● WORK ITEM
Search the entries below for the word "join", then copy each line in which it is found.

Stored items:
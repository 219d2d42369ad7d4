// src/models.rs
use chrono::{DateTime, Utc};
use serde::{Deserialize, Serialize};
use std::fmt;
use std::str::FromStr;

/// How a flagged identity operated. Serialized with the labels the API stores.
#[derive(Debug, Clone, Copy, PartialEq, Eq, Hash, Serialize, Deserialize)]
pub enum ScamMethod {
    #[serde(rename = "Фишинг")]
    Phishing,
    #[serde(rename = "Вымогательство")]
    Extortion,
    #[serde(rename = "Мошенничество с криптой")]
    CryptoScam,
    #[serde(rename = "Поддельные раздачи")]
    FakeGiveaway,
    #[serde(rename = "Продажа несуществующих услуг")]
    FakeServices,
    #[serde(rename = "Другое")]
    Other,
}

impl ScamMethod {
    pub const ALL: [ScamMethod; 6] = [
        ScamMethod::Phishing,
        ScamMethod::Extortion,
        ScamMethod::CryptoScam,
        ScamMethod::FakeGiveaway,
        ScamMethod::FakeServices,
        ScamMethod::Other,
    ];

    /// Label used on the wire and in the API's database
    pub fn wire_label(&self) -> &'static str {
        match self {
            ScamMethod::Phishing => "Фишинг",
            ScamMethod::Extortion => "Вымогательство",
            ScamMethod::CryptoScam => "Мошенничество с криптой",
            ScamMethod::FakeGiveaway => "Поддельные раздачи",
            ScamMethod::FakeServices => "Продажа несуществующих услуг",
            ScamMethod::Other => "Другое",
        }
    }

    /// Human-readable name shown in tables
    pub fn display_name(&self) -> &'static str {
        match self {
            ScamMethod::Phishing => "Phishing",
            ScamMethod::Extortion => "Extortion",
            ScamMethod::CryptoScam => "Crypto scam",
            ScamMethod::FakeGiveaway => "Fake giveaway",
            ScamMethod::FakeServices => "Fake services",
            ScamMethod::Other => "Other",
        }
    }

    /// Short keyword accepted on the command line
    pub fn keyword(&self) -> &'static str {
        match self {
            ScamMethod::Phishing => "phishing",
            ScamMethod::Extortion => "extortion",
            ScamMethod::CryptoScam => "crypto",
            ScamMethod::FakeGiveaway => "giveaway",
            ScamMethod::FakeServices => "fake-services",
            ScamMethod::Other => "other",
        }
    }
}

impl fmt::Display for ScamMethod {
    fn fmt(&self, f: &mut fmt::Formatter<'_>) -> fmt::Result {
        f.write_str(self.wire_label())
    }
}

impl FromStr for ScamMethod {
    type Err = String;

    fn from_str(s: &str) -> Result<Self, Self::Err> {
        let input = s.trim();
        ScamMethod::ALL
            .iter()
            .copied()
            .find(|m| m.keyword().eq_ignore_ascii_case(input) || m.wire_label() == input)
            .ok_or_else(|| {
                let keywords: Vec<&str> = ScamMethod::ALL.iter().map(|m| m.keyword()).collect();
                format!("unknown scam method '{}' (expected one of: {})", input, keywords.join(", "))
            })
    }
}

#[derive(Debug, Clone, Copy, PartialEq, Eq, Default, Serialize, Deserialize)]
#[serde(rename_all = "lowercase")]
pub enum EntryStatus {
    #[default]
    Active,
    Inactive,
}

impl EntryStatus {
    pub fn label(&self) -> &'static str {
        match self {
            EntryStatus::Active => "active",
            EntryStatus::Inactive => "inactive",
        }
    }
}

impl fmt::Display for EntryStatus {
    fn fmt(&self, f: &mut fmt::Formatter<'_>) -> fmt::Result {
        f.write_str(self.label())
    }
}

impl FromStr for EntryStatus {
    type Err = String;

    fn from_str(s: &str) -> Result<Self, Self::Err> {
        match s.trim().to_ascii_lowercase().as_str() {
            "active" => Ok(EntryStatus::Active),
            "inactive" => Ok(EntryStatus::Inactive),
            other => Err(format!("unknown status '{}' (expected active or inactive)", other)),
        }
    }
}

/// A registry record as returned by the API
#[derive(Debug, Clone, PartialEq, Serialize, Deserialize)]
pub struct ScammerEntry {
    pub id: String,
    pub discord_id: String,
    pub discord_name: String,
    pub scam_method: ScamMethod,
    pub description: String,
    #[serde(default)]
    pub status: EntryStatus,
    #[serde(with = "api_time")]
    pub created_at: DateTime<Utc>,
    #[serde(default = "Utc::now", with = "api_time")]
    pub updated_at: DateTime<Utc>,
}

/// Body of `POST /api/scammers`. New records always start out active.
#[derive(Debug, Clone, PartialEq, Serialize, Deserialize)]
pub struct NewEntry {
    pub discord_id: String,
    pub discord_name: String,
    pub scam_method: ScamMethod,
    pub description: String,
}

/// Body of `PUT /api/scammers/{id}`; unset fields are left untouched by the API
#[derive(Debug, Clone, Default, PartialEq, Serialize, Deserialize)]
pub struct EntryUpdate {
    #[serde(skip_serializing_if = "Option::is_none")]
    pub discord_id: Option<String>,
    #[serde(skip_serializing_if = "Option::is_none")]
    pub discord_name: Option<String>,
    #[serde(skip_serializing_if = "Option::is_none")]
    pub scam_method: Option<ScamMethod>,
    #[serde(skip_serializing_if = "Option::is_none")]
    pub description: Option<String>,
    #[serde(skip_serializing_if = "Option::is_none")]
    pub status: Option<EntryStatus>,
}

#[derive(Debug, Clone, Copy, Default, PartialEq, Eq, Serialize, Deserialize)]
pub struct Statistics {
    #[serde(default)]
    pub total_records: u64,
    #[serde(default)]
    pub active_threats: u64,
    #[serde(default)]
    pub verified: u64,
}

#[derive(Debug, Clone, Copy, PartialEq, Eq, Default, Serialize, Deserialize)]
#[serde(rename_all = "lowercase")]
pub enum UserRole {
    #[default]
    Admin,
}

/// Timestamps as the API writes them. Stored times are UTC but usually
/// carry no offset (`2025-01-15T10:30:00.123456`); RFC 3339 is accepted too.
mod api_time {
    use chrono::{DateTime, NaiveDateTime, Utc};
    use serde::{de, Deserialize, Deserializer, Serializer};

    const NAIVE_FORMAT: &str = "%Y-%m-%dT%H:%M:%S%.f";

    pub fn serialize<S>(time: &DateTime<Utc>, serializer: S) -> Result<S::Ok, S::Error>
    where
        S: Serializer,
    {
        serializer.serialize_str(&time.to_rfc3339())
    }

    pub fn deserialize<'de, D>(deserializer: D) -> Result<DateTime<Utc>, D::Error>
    where
        D: Deserializer<'de>,
    {
        let raw = String::deserialize(deserializer)?;
        parse(&raw).map_err(de::Error::custom)
    }

    pub(super) fn parse(raw: &str) -> Result<DateTime<Utc>, String> {
        if let Ok(time) = DateTime::parse_from_rfc3339(raw) {
            return Ok(time.with_timezone(&Utc));
        }
        NaiveDateTime::parse_from_str(raw, NAIVE_FORMAT)
            .map(|naive| naive.and_utc())
            .map_err(|e| format!("invalid timestamp '{}': {}", raw, e))
    }
}

/// Profile returned by `/api/auth/me` and `/api/auth/register`
#[derive(Debug, Clone, PartialEq, Serialize, Deserialize)]
pub struct UserProfile {
    pub id: String,
    pub username: String,
    #[serde(default)]
    pub role: UserRole,
    #[serde(with = "api_time")]
    pub created_at: DateTime<Utc>,
    #[serde(default = "default_active")]
    pub is_active: bool,
}

fn default_active() -> bool {
    true
}

#[derive(Clone, Serialize)]
pub struct Credentials {
    pub username: String,
    pub password: String,
}

impl Credentials {
    pub fn new(username: impl Into<String>, password: impl Into<String>) -> Self {
        Self {
            username: username.into(),
            password: password.into(),
        }
    }
}

// Keep passwords out of debug logs
impl fmt::Debug for Credentials {
    fn fmt(&self, f: &mut fmt::Formatter<'_>) -> fmt::Result {
        f.debug_struct("Credentials")
            .field("username", &self.username)
            .field("password", &"<redacted>")
            .finish()
    }
}

/// Response of `POST /api/auth/login`
#[derive(Debug, Clone, Deserialize)]
pub struct TokenResponse {
    pub access_token: String,
    #[serde(default = "default_token_type")]
    pub token_type: String,
}

fn default_token_type() -> String {
    "bearer".to_string()
}

/// Error body the API sends alongside non-2xx statuses
#[derive(Debug, Deserialize)]
pub struct ErrorBody {
    pub detail: serde_json::Value,
}

impl ErrorBody {
    /// Flatten `detail`, which is a string for handled errors and a list for
    /// request validation failures.
    pub fn message(&self) -> String {
        match &self.detail {
            serde_json::Value::String(s) => s.clone(),
            serde_json::Value::Array(items) => items
                .iter()
                .filter_map(|item| item.get("msg").and_then(|m| m.as_str()))
                .collect::<Vec<_>>()
                .join("; "),
            other => other.to_string(),
        }
    }
}

/// Body of a successful `DELETE /api/scammers/{id}`
#[derive(Debug, Deserialize)]
pub struct MessageBody {
    pub message: String,
}

/// Paging parameters shared by the list endpoints. Searching happens on the
/// loaded page, so the server-side `search` parameter is never sent.
#[derive(Debug, Clone, PartialEq, Eq, Serialize)]
pub struct ListQuery {
    pub skip: u32,
    pub limit: u32,
}

impl ListQuery {
    pub fn with_limit(limit: u32) -> Self {
        Self { skip: 0, limit }
    }
}

impl Default for ListQuery {
    fn default() -> Self {
        Self::with_limit(100)
    }
}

● SOLUTION BELOW
                format!("unknown scam method '{}' (expected one of: {})", input, keywords.join(", "))
                .join("; "),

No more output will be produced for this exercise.